Fig. 4. APA shows anti-tumor activity in vivo and is a proof-of-concept compound for colorectal cancer chemotherapy.

a, b Treatment with liposomal APA selectively inhibits growth of slow NAT2 tumors in vivo. Athymic nude mice carrying subcutaneous slow (left flank) and rapid (right flank) NAT2 RKO cell clones received intravenous injections of liposomal APA on days 0 and 3. Results are shown for one representative experiment conducted in 9 mice for the treatment group and 10 mice for the control group. Data were analyzed using one-way ANOVA, n.s., P = 0.9013 and *P = 0.0220. c Primary CRC tumors show sensitivity toward APA treatment. The survival index (SI) of primary tumor cells and organoids from 12 different CRC patients was determined when exposed to increasing concentrations of APA (log of concentration in μM).

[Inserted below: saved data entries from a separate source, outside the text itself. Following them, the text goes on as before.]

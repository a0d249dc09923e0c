//! Output handling for the CLI.
//!
//! Results go to stdout; diagnostics go to stderr and only in verbose mode.

use crate::table::{Adjustability, Column, PlainTextTable, TableOptions, Wrap};
use journal_core::{Entry, EntryFormatting};
use std::io::{self, IsTerminal};

/// Viewport width when stdout is not a terminal or its size is unknown.
pub const FALLBACK_VIEWPORT_WIDTH: usize = 30;

/// Progress notices shown with `--verbose`.
#[derive(Debug, Clone, PartialEq, Eq)]
pub enum CliEvent {
    EntryQueued { title: String },
    Listed { count: usize },
}

#[derive(Default)]
pub struct OutputHandler {
    verbose: bool,
}

impl OutputHandler {
    pub fn new(verbose: bool) -> Self {
        Self { verbose }
    }

    pub fn emit_result(&self, content: &str) {
        println!("{}", content);
    }

    pub fn emit_event(&self, event: CliEvent) {
        if !self.verbose {
            return;
        }
        eprintln!("{}", describe(&event));
    }

    /// Width available for tables.
    pub fn viewport_width(&self) -> usize {
        if !io::stdout().is_terminal() {
            return FALLBACK_VIEWPORT_WIDTH;
        }
        match crossterm::terminal::size() {
            Ok((cols, _)) if cols > 0 => usize::from(cols),
            _ => FALLBACK_VIEWPORT_WIDTH,
        }
    }
}

fn describe(event: &CliEvent) -> String {
    match event {
        CliEvent::EntryQueued { title } if title.is_empty() => "[Entry queued]".to_string(),
        CliEvent::EntryQueued { title } => format!("[Entry queued: {}]", title),
        CliEvent::Listed { count: 1 } => "[1 entry]".to_string(),
        CliEvent::Listed { count } => format!("[{} entries]", count),
    }
}

/// Lay out `entries` as a zero-indexed table fitted to `viewport_width`.
/// The result has no trailing newline.
pub fn entry_table(
    entries: &[Entry],
    formatter: &impl EntryFormatting,
    show_ids: bool,
    viewport_width: usize,
) -> String {
    let mut columns = Vec::new();
    if show_ids {
        columns.push(
            Column::new("Id", Adjustability::Fixed, Wrap::TruncateInsideColumn).min_width(36),
        );
    }
    columns.push(
        Column::new("Title", Adjustability::Resistance(1), Wrap::WrapInsideColumn).min_width(10),
    );
    columns.push(
        Column::new("Edited", Adjustability::Resistance(0), Wrap::TruncateInsideColumn)
            .min_width(10)
            .max_width(16),
    );

    let mut table = PlainTextTable::new(
        columns,
        TableOptions {
            index_start: Some(0),
            margin: 1,
            show_headers: true,
            capitalize_headers: true,
        },
    );
    table.layout_for_viewport(viewport_width);

    let rows: Vec<Vec<String>> = entries
        .iter()
        .map(|entry| {
            let mut row = Vec::with_capacity(3);
            if show_ids {
                row.push(formatter.format_id(entry.id()));
            }
            row.push(formatter.format_title(entry.title()));
            row.push(formatter.format_date(entry.date_edited()));
            row
        })
        .collect();

    let mut rendered = table.render(&rows);
    rendered.truncate(rendered.trim_end_matches('\n').len());
    rendered
}
/// Break `text` into lines of at most `width` display columns.
///
/// Lines break at explicit newlines, else at the last whitespace that fits,
/// else mid-word. Leading whitespace on each line is dropped.
fn wrap(text: &str, width: usize) -> Vec<String> {
    let chars: Vec<char> = text.chars().collect();
    let width = width.max(1);
    let mut lines = Vec::new();
    let mut i = 0;

    while i < chars.len() {
        while i < chars.len() && chars[i].is_whitespace() {
            i += 1;
        }
        if i == chars.len() {
            break;
        }

        // Longest span starting at i that fits; always at least one char.
        let mut end = i;
        let mut used = 0;
        while end < chars.len() {
            let w = chars[end].width().unwrap_or(0);
            if end > i && used + w > width {
                break;
            }
            used += w;
            end += 1;
        }
        let span = &chars[i..end];

        if let Some(newline) = span.iter().position(|&c| c == '\n') {
            lines.push(span[..newline].iter().collect::<String>().trim_end().to_string());
            i += newline + 1;
            continue;
        }
        if end == chars.len() || chars[end].is_whitespace() {
            lines.push(span.iter().collect::<String>().trim_end().to_string());
            i = end;
            continue;
        }
        match span.iter().rposition(|c| c.is_whitespace()) {
            Some(space) if space > 0 => {
                lines.push(span[..space].iter().collect::<String>().trim_end().to_string());
                i += space + 1;
            }
            _ => {
                lines.push(span.iter().collect());
                i = end;
            }
        }
    }
    lines
}

#[cfg(test)]
mod tests {
    use super::*;

    const LENNON: [&str; 5] = [
        "Imagine all the people",
        "A brotherhood of man",
        "No need for greed or hunger",
        "I wonder if you can",
        "Imagine no possessions",
    ];

    fn caps_zero_based() -> TableOptions {
        TableOptions {
            index_start: Some(0),
            margin: 1,
            show_headers: true,
            capitalize_headers: true,
        }
    }

    fn title_table() -> PlainTextTable {
        PlainTextTable::new(
            vec![
                Column::new("Title", Adjustability::Resistance(0), Wrap::WrapInsideColumn)
                    .min_width(10),
            ],
            caps_zero_based(),
        )
    }

    fn single_column(lines: &[&str]) -> Vec<Vec<String>> {
        lines.iter().map(|l| vec![l.to_string()]).collect()
    }

    fn grid(rows: usize, columns: usize) -> Vec<Vec<String>> {
        (0..rows)
            .map(|r| (0..columns).map(|c| format!("R{}C{}", r, c)).collect())
            .collect()
    }

    #[test]
    fn narrow_viewport_wraps_words() {
        let mut table = title_table();
        table.layout_for_viewport(20);
        let expected = "\
# TITLE
0 Imagine all the
  people
1 A brotherhood of
  man
2 No need for greed
  or hunger
3 I wonder if you
  can
4 Imagine no
  possessions
";
        assert_eq!(table.render(&single_column(&LENNON)), expected);
    }

    #[test]
    fn wider_viewport_breaks_on_last_space() {
        let mut table = title_table();
        table.layout_for_viewport(28);
        let expected = "\
# TITLE
0 Imagine all the people
1 A brotherhood of man
2 No need for greed or
  hunger
3 I wonder if you can
4 Imagine no possessions
";
        assert_eq!(table.render(&single_column(&LENNON)), expected);
    }

    #[test]
    fn headers_can_be_hidden() {
        let options = TableOptions {
            show_headers: false,
            ..caps_zero_based()
        };
        let columns = (0..3)
            .map(|i| {
                Column::new(format!("C{}", i), Adjustability::Fixed, Wrap::TruncateInsideColumn)
                    .min_width(4)
            })
            .collect();
        let mut table = PlainTextTable::new(columns, options);
        let rows = grid(2, 3);
        assert_eq!(table.render(&rows), "0 R0C0 R0C1 R0C2\n1 R1C0 R1C1 R1C2\n");
    }

    #[test]
    fn headers_can_appear_verbatim_without_indexes() {
        let options = TableOptions {
            index_start: None,
            capitalize_headers: false,
            ..caps_zero_based()
        };
        let columns = (0..3)
            .map(|i| {
                Column::new(format!("C{}", i), Adjustability::Fixed, Wrap::TruncateInsideColumn)
                    .min_width(4)
            })
            .collect();
        let mut table = PlainTextTable::new(columns, options);
        let rows = grid(2, 3);
        assert_eq!(table.render(&rows), "C0   C1   C2\nR0C0 R0C1 R0C2\nR1C0 R1C1 R1C2\n");
    }

    #[test]
    fn one_based_labels_fill_viewport() {
        let options = TableOptions {
            index_start: Some(1),
            capitalize_headers: false,
            ..caps_zero_based()
        };
        let columns = vec![
            Column::new("C0", Adjustability::Resistance(0), Wrap::TruncateInsideColumn),
        ];
        let mut table = PlainTextTable::new(columns, options);
        table.layout_for_viewport(6);
        let rows = grid(2, 1);
        assert_eq!(table.render(&rows), "# C0\n1 R0C0\n2 R1C0\n");
    }

    #[test]
    fn index_column_grows_with_row_count() {
        let mut table = title_table();
        table.layout_for_viewport(30);
        let rows: Vec<Vec<String>> = (0..12).map(|i| vec![format!("entry {}", i)]).collect();
        let rendered = table.render(&rows);
        assert!(rendered.starts_with("#  TITLE\n0  entry 0\n"));
        assert!(rendered.contains("\n11 entry 11\n"));
        assert_eq!(table.table_width(), 30);
    }

    #[test]
    fn truncated_cells_end_in_ellipsis() {
        let columns = vec![
            Column::new("Title", Adjustability::Resistance(0), Wrap::TruncateInsideColumn)
                .min_width(8)
                .max_width(8),
        ];
        let options = TableOptions {
            index_start: None,
            ..caps_zero_based()
        };
        let mut table = PlainTextTable::new(columns, options);
        let rendered = table.render(&single_column(&["A brotherhood of man", "Short"]));
        assert_eq!(rendered, "TITLE\nA broth…\nShort\n");
    }

    #[test]
    fn fixed_columns_keep_their_width() {
        let columns = vec![
            Column::new("Title", Adjustability::Resistance(0), Wrap::WrapInsideColumn).min_width(5),
            Column::new("Edited", Adjustability::Fixed, Wrap::TruncateInsideColumn).min_width(16),
        ];
        let mut table = PlainTextTable::new(columns, caps_zero_based());
        table.layout_for_viewport(40);
        assert_eq!(table.widths, vec![21, 16]);
        table.layout_for_viewport(10);
        assert_eq!(table.widths, vec![5, 16]);
    }

    #[test]
    fn max_width_caps_growth() {
        let columns = vec![
            Column::new("A", Adjustability::Resistance(0), Wrap::WrapInsideColumn).max_width(4),
            Column::new("B", Adjustability::Resistance(1), Wrap::WrapInsideColumn),
        ];
        let options = TableOptions {
            index_start: None,
            ..caps_zero_based()
        };
        let mut table = PlainTextTable::new(columns, options);
        table.layout_for_viewport(20);
        assert_eq!(table.widths, vec![4, 15]);
    }

    #[test]
    fn wrap_honors_newlines_and_long_words() {
        assert_eq!(wrap("one\ntwo", 10), vec!["one", "two"]);
        assert_eq!(wrap("abcdefgh", 3), vec!["abc", "def", "gh"]);
        assert!(wrap("   ", 5).is_empty());
    }

    #[test]
    fn wide_characters_count_double() {
        assert_eq!(fit("日本", 4), "日本");
        assert_eq!(fit("日本語", 5), "日本 ");
        assert_eq!(wrap("日本語", 4), vec!["日本", "語"]);
    }
}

Samples encoding rapid (blue), intermediate (orange), and slow (gray) acetylator phenotypes are shown with their respective NAT2 haplotype. d A conceptual way of exploiting NAT2 loss of heterozygosity. Anti-cancer drugs benefit from reduced toxicity and improved tumor uptake when encapsulated in stealth liposomes. First, liposomal APA is injected intravenously in a rapid/slow NAT2 patient whose tumor has lost the rapid allele¹. The stealth liposomes extravasate through the leaky tumor vessels and accumulate in tumor tissues due to the enhanced permeability and retention (EPR) effect². The lipid bilayer of the liposomes fuses with cell membranes and deliver APA to the colorectal tumor cells and adjacent normal epithelial cells. The adjacent normal epithelial cells express rapid NAT2 and are able to process APA into its nontoxic product NAPA. In contrast, cancer cells expressing only slow NAT2 are not capable of detoxifying APA and die. Liposomal drug formulations also accumulate in the liver, where APA is cleared by rapid NAT2³. Every element of (d) was created in Adobe Illustrator 2019.